- Croki, New South Wales
- Coordinates: 31°52′36″S 152°35′38″E﻿ / ﻿31.87664°S 152.59383°E
- Country: Australia
- State: New South Wales
- LGA: Mid-Coast Council;
- Location: 320 km (200 mi) NE of Sydney; 13 km (8.1 mi) NW of Taree; 580 km (360 mi) S of Brisbane; 78 km (48 mi) SW of Port Macquarie; 46 km (29 mi) N of Forster;
- Established: 1830s

Government
- • State electorate: Myall Lakes;
- • Federal division: Lyne;

Population
- • Total: 34 (2021 census)
- Postcode: 2430

= Croki, New South Wales =

Locality in New South Wales, Australia

Croki is a small rural village in the Mid North Coast region of New South Wales, Australia, within the MidCoast Council local government area.

== History ==
In the 1830s, Croki was one of the major river shipping points in the Manning region, supporting regular boat traffic that transported agricultural produce to larger centres such as Taree and Sydney.

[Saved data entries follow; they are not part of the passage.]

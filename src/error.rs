//! Error types for the crosspoint array estimator.
//!
//! This module provides a unified error type [`XbarError`] that covers
//! all error conditions that can occur while configuring devices and arrays,
//! running the sneak-path solver, and exploring the design space.

use thiserror::Error;

use crate::array::Operation;

/// Result type alias using [`XbarError`].
pub type Result<T> = std::result::Result<T, XbarError>;

/// Unified error type for all Xbar operations.
#[derive(Error, Debug)]
pub enum XbarError {
    // ============ Configuration Errors ============
    /// Required device/geometry parameter missing or inconsistent
    #[error("Invalid configuration for '{parameter}': {message}")]
    ConfigurationError { parameter: String, message: String },

    /// Operation tag that does not name any known operation
    #[error("Unknown operation '{name}'")]
    UnknownOperation { name: String },

    // ============ Device Model Errors ============
    /// Selector model unset, or IV tables used after a parameter change
    #[error("No usable device model: {message}")]
    ModelSelectionError { message: String },

    /// Unsorted, non-monotonic or originless IV table
    #[error("Invalid {what}: {message}")]
    DomainInvariantViolation { what: String, message: String },

    // ============ Solver Errors ============
    /// A relaxation or bisection loop did not settle
    #[error("{context} did not converge after {iterations} iterations (residual: {residual:.2e})")]
    ConvergenceFailure {
        context: &'static str,
        iterations: usize,
        residual: f64,
    },

    /// The selection lines carry a current through the selected cell that its
    /// IV curve does not allow at the line voltages
    #[error("Current conservation violated for {operation}: lines carry {line_current:.4e} A through the selected cell, its IV curve gives {cell_current:.4e} A")]
    ConservationViolation {
        operation: Operation,
        line_current: f64,
        cell_current: f64,
    },

    /// No read voltage reaches the target margin without disturbing the cell
    #[error("Infeasible {n_rows}x{n_cols} design: read margin {achieved_ratio:.3} below target {target_ratio:.3}")]
    InfeasibleDesign {
        n_rows: usize,
        n_cols: usize,
        target_ratio: f64,
        achieved_ratio: f64,
    },

    /// Every candidate of a design sweep failed to converge
    #[error("None of the {candidates} candidate geometries converged")]
    NoConvergedDesign { candidates: usize },

    // ============ I/O Errors ============
    /// Error reading a configuration file
    #[error("Failed to read configuration file '{path}': {source}")]
    FileReadError {
        path: String,
        #[source]
        source: std::io::Error,
    },

    /// Error decoding a configuration file
    #[error("Failed to parse configuration file '{path}': {source}")]
    ConfigParseError {
        path: String,
        #[source]
        source: serde_json::Error,
    },

    /// Error writing a report
    #[error("Failed to write report: {source}")]
    ReportWriteError {
        #[source]
        source: std::io::Error,
    },
}

impl XbarError {
    /// Create a configuration error
    pub fn configuration(parameter: impl Into<String>, message: impl Into<String>) -> Self {
        Self::ConfigurationError {
            parameter: parameter.into(),
            message: message.into(),
        }
    }

    /// Create a model selection error
    pub fn model_selection(message: impl Into<String>) -> Self {
        Self::ModelSelectionError {
            message: message.into(),
        }
    }

    /// Create a domain invariant violation
    pub fn domain_invariant(what: impl Into<String>, message: impl Into<String>) -> Self {
        Self::DomainInvariantViolation {
            what: what.into(),
            message: message.into(),
        }
    }

    /// Create a convergence failure error
    pub fn convergence_failure(context: &'static str, iterations: usize, residual: f64) -> Self {
        Self::ConvergenceFailure {
            context,
            iterations,
            residual,
        }
    }

    /// Whether the error only disqualifies the array candidate being evaluated.
    ///
    /// Design-space exploration skips such candidates and keeps going; every
    /// other error is structural and aborts the sweep.
    pub fn is_candidate_local(&self) -> bool {
        matches!(
            self,
            Self::ConvergenceFailure { .. } | Self::InfeasibleDesign { .. }
        )
    }
}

Croki's importance as a river port declined significantly following the opening of the North Coast railway line in 1913. Subsequent improvements to road infrastructure further reduced reliance on river-based transport. By the 21st century, Croki had become a small rural locality with the 2016 Australian census recording a population of 43.

== Geography ==
Croki is located on Jones Island in the Manning River estuary system, approximately 13 km upstream from the Manning Point entrance, measured along the river. The area consists mainly of dairy farmland and riverine landscape. It is situated on the low-lying Manning River floodplain and has been affected by periodic flooding throughout its history.

==Demographics==
The recorded Croki's population to have 34 people, of whom 40.5% were male and 59.5% were female. The median age was 61. There were 13 families and 22 private dwellings, with an average household size of 2.1 people, and the median weekly household income was $1,208.

== Amenities ==
Croki Reserve is a public recreation area on Barton Street, on the banks of the Manning River. It includes a netted swimming area and provides access to the river for boating, fishing, and picnicking.